Some do it better than others, but let’s face it, any intelligent person would not want to go toe to toe, with any stand-up comedian.
But these were not intelligent people, so our luck was in.
The audience members nearest the Perps were getting more confident with their tutting and murmurs of ‘can’t someone tell them to shut-up’.
Eventually these murmurs, travelled towards the stage, to Frankie!
Yes!
Wooo hooo, we’re in for a treat, who would dare to interrupt a veteran Glaswegian Comic in full flow!!!
He’s bound to pick a fight with them! Oh yes! This is really going to kick off as Frankie reduces them to blubbering wrecks, I start cleaning my glasses in anticipation.
Then the strangest thing happens…
Frankie walks off stage.
The house lights come on.
Security remove the errant lads.
Lights go back down, Frankie comes out and resumes the show, making no mention of what just happened!
Say what?
But, but, but… you said, and I quote, ‘I Would Happily Punch Every One of You in the Face’, did I miss the subheading that said ‘except if any of you are slightly too noisy and annoying?
I have never been more disappointed in a comedy show… and believe me, I’ve seen some utter car crashes.
And now you’re disappointed too, as that was shaping up to be a corker of a story!
Please feel free to write Frankie Boyle a stern email expressing your savage disappointment in what could have been a hilarious anecdote.
I am merely the messenger. 😉
Toodles!
K8x
Join in the comments below:
Have you experienced some strange audience members?
Do you have a ludicrously loud laugh?
Thank you for being here, please ❤️ (below) if you enjoyed this piece, it really helps others find it.
BWAHA! OMLordt.
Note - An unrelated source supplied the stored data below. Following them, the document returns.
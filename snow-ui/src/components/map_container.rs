//! Map container component with loading and error overlays.

use dioxus::prelude::*;

/// Props for MapContainer
#[derive(Props, Clone, PartialEq)]
pub struct MapContainerProps {
    /// The DOM id Mapbox renders into
    pub id: String,
    #[props(default = false)]
    pub loading: bool,
    /// Replaces the loading overlay when non-empty
    #[props(default = String::new())]
    pub error: String,
    #[props(default = 600)]
    pub min_height: u32,
}

/// A full-width container div for the Mapbox map.
#[component]
pub fn MapContainer(props: MapContainerProps) -> Element {
    let style = format!(
        "min-height: {}px; height: {}px; position: relative; width: 100%;",
        props.min_height, props.min_height
    );
    let overlay = "position: absolute; top: 50%; left: 50%; transform: translate(-50%, -50%); z-index: 2;";

    rsx! {
        div {
            style: "{style}",
            if !props.error.is_empty() {
                div {
                    class: "error",
                    style: "{overlay} color: #C62828; background: #FFEBEE; padding: 12px 16px; border-radius: 4px;",
                    "{props.error}"
                }
            } else if props.loading {
                div {
                    class: "loading",
                    style: "{overlay} color: #666;",
                    "Loading resort data..."
                }
            }
            div {
                id: "{props.id}",
                style: "width: 100%; height: 100%; position: absolute; top: 0; left: 0;",
            }
        }
    }
}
That would've been irritating to me, too, but fist bump to Rachel for getting through it. But the fact that this woman's laugh has been heard before at another show is HILARE! It's like The Scream you hear in the Star Wars movie and now you hear it everywhere. LOL. But to answer your questions:
1) Have you experienced some strange audience members? I don't think I have. I don't do comedy shows very often, so I feel this is the only place where something like this would occur. I've been to theater shows, but at places like that, you wouldn't DARE act out, y'know?
2) Do you have a ludicrously loud laugh? I have a loud laugh. Don't know if it's ludicrous. Someone once told me I have a Julia Roberts laugh. I'm gonna take that as a compliment.
They should screen people for their laughs upon entry. Just like roller coasters at an amusement park. If you're not tall enough, you're simply not allowed on the ride. If you have a laugh that grates nerves like a cheese grater, nope. Sorry! We're full. My wife and I know a woman who we like until she laughs and then it's just unbearable--it's the kind of laugh that knocks you down and makes your eyes blink as though someone is hammering right beside you. I can't think of the movie Crazy Heart (with Jeff Bridges as a washed-up and whiskey-soaked country singer) without thinking of the dork in front of me shaking his popcorn bag into his face for the entire movie to eliminate hand-popcorn eye coordination.